The Japanese Yen has soared in recent weeks, as optimism surrounding the BoJ Shift has lifted the currency to a new all-time high. But the long-term outlook for the Yen looks dim, as the technical indicators on the currency remain bearish. This week, we examine the current state of the yen, as well as the broader global economic outlook and its impact on the Japanese Yen.
World stocks scale one-month highs
The Japanese yen has been in a strong position for the past two months and is now close to its strongest levels in months. This has led to speculations about a possible policy shift, especially in light of the Fed’s recent announcement.
A look at the USD/JPY pair hasn’t been all that awe inspiring since the FOMC meeting is less than three weeks away. While a number of analysts are expecting the Federal Reserve to lift its benchmark interest rate by 25 basis points, this is not the end of the story. Although the US is currently in the midst of a recession, there are some signs that the economy is beginning to pick up steam. In addition, the central bank announced additional bond purchases, which should keep yields in check.
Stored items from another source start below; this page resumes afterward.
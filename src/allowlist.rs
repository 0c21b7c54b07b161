/// Allow-list of trusted networks.
///
/// Built once at startup (compiled-in defaults or an operator-supplied list)
/// and never mutated afterwards: there is no insert or remove after
/// construction.
use core::fmt;

use heapless::Vec;

use crate::observation::{Ssid, SsidError};

/// Maximum number of trusted networks.
pub const MAX_ALLOWED: usize = 16;

/// Networks trusted out of the box.
pub static DEFAULT_SAFE_NETWORKS: &[&str] = &[
    "Home_Leonardo",
    "Rede_Segura1",
    "Rede_Segura2",
    "Rede_Segura3",
    "Rede_Segura4",
];

#[derive(Debug, Clone, PartialEq, Eq)]
pub enum AllowListError {
    /// More than [`MAX_ALLOWED`] entries.
    TooMany,
    /// An entry appears twice.
    Duplicate(Ssid),
    /// An entry is not a valid SSID.
    Invalid(SsidError),
}

impl fmt::Display for AllowListError {
    fn fmt(&self, f: &mut fmt::Formatter<'_>) -> fmt::Result {
        match self {
            Self::TooMany => write!(f, "allow-list holds at most {MAX_ALLOWED} networks"),
            Self::Duplicate(ssid) => write!(f, "duplicate allow-list entry: {ssid}"),
            Self::Invalid(e) => write!(f, "invalid allow-list entry: {e}"),
        }
    }
}

#[cfg(feature = "std")]
impl std::error::Error for AllowListError {}

impl From<SsidError> for AllowListError {
    fn from(e: SsidError) -> Self {
        Self::Invalid(e)
    }
}

/// Immutable set of trusted SSIDs.
#[derive(Debug, Clone)]
pub struct AllowList {
    entries: Vec<Ssid, MAX_ALLOWED>,
}

impl AllowList {
    /// Build from a list of names. Rejects duplicates so membership is a
    /// plain set, and rejects names longer than an SSID can be.
    pub fn new<'a, I>(names: I) -> Result<Self, AllowListError>
    where
        I: IntoIterator<Item = &'a str>,
    {
        let mut entries = Vec::new();
        for name in names {
            let ssid = Ssid::new(name)?;
            if entries.contains(&ssid) {
                return Err(AllowListError::Duplicate(ssid));
            }
            entries.push(ssid).map_err(|_| AllowListError::TooMany)?;
        }
        Ok(Self { entries })
    }

    /// Exact, case-sensitive membership test.
    pub fn contains(&self, ssid: &Ssid) -> bool {
        self.entries.iter().any(|entry| entry == ssid)
    }

    pub fn len(&self) -> usize {
        self.entries.len()
    }

    pub fn is_empty(&self) -> bool {
        self.entries.is_empty()
    }

    pub fn iter(&self) -> impl Iterator<Item = &Ssid> {
        self.entries.iter()
    }
}

impl Default for AllowList {
    fn default() -> Self {
        let mut entries = Vec::new();
        for &name in DEFAULT_SAFE_NETWORKS {
            if let Ok(ssid) = Ssid::new(name) {
                let _ = entries.push(ssid);
            }
        }
        Self { entries }
    }
}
Japan’s economy has given few if any reasons for an exchange rate recovery of late
Japan’s economy is facing many problems. It has been stuck in a prolonged stagnation for the past two decades. The country has also suffered from persistent deflation.
There is no magic wand to reverse the trend. Instead, the country must make structural changes to revive its economy. Abe has begun a three-pronged approach combining fiscal expansion, monetary easing, and structural reform. However, most economists are skeptical about these measures.
The first goal of Abe’s strategy is to boost GDP growth. He wants to do this by expanding trade partnerships and reforming the labor market. His plans are expected to help the economy revive, but they could end up adding to the nation’s debt.
In addition, monetary easing could help reverse deep-seated deflation. But, it is also possible that these measures could lead to hyperinflation. This is because the financial system in Japan is weakened.
Bank of Japan raises ceiling on long-term Japanese yields
The Bank of Japan shocked the financial markets on December 20 when it raised the ceiling on long-term Japanese bond yields. This move has set the market abuzz with speculation about what’s next.
It’s a move that could be the first step toward normalizing monetary policy under a new governor. But it comes with a price: a steep jump in the yen.
According to FactSet currency data, the yen’s gain was its biggest since March 1995. Yen traders speculated that the BOJ would raise its yield if the yen fell significantly.
As a result, the 10-year Japanese government bond’s yield shot up 21 basis points, reaching 0.467 percent. In the meantime, the US Treasury yield rose 7 basis points to 3.66%.
Bank of Japan conducts brief survey on the use of JPY LIBOR
The Bank of Japan (BOJ) has carried out a brief survey on the use of JPY LIBOR. It is widely perceived as a precursor to physical intervention in the foreign exchange market. Since the mid-1990s, the Japanese yen has been weakened due to widening rate differentials between it and other currencies.
LIBOR is a widely used benchmark for short-term interest rates. It is based on a standardized, transaction-based methodology. This means that the rate is calculated using data from a broad variety of financial transactions. Despite its widespread use, there have been methodological criticisms.
Panel bank sterling LIBOR is referenced in about US$265 trillion of contracts. Its origins date back to the 1960s. From late 2021, panel bank sterling LIBOR will cease use. However, the remaining five US dollar LIBOR settings will continue to be calculated using panel bank submissions until mid-2023.
Technical moving averages are exhibiting extremely bearish signals
One of the most common signals in technical analysis is the moving average crossover. This is the point where the shorter MA crosses the longer one. The resulting divergence indicates that the direction of the trend is changing. A bearish signal is triggered when the shorter one crosses below the longer one.
However, no moving average can tell you exactly what will happen in the future. The moving average is best used to identify levels of resistance and support. They provide a smoother price action and filter out noise from random price fluctuations.
There are a number of different formulas used to calculate moving averages. Some are better suited for finding support and resistance zones than others. The ideal moving average will have minimal lag when price begins trending.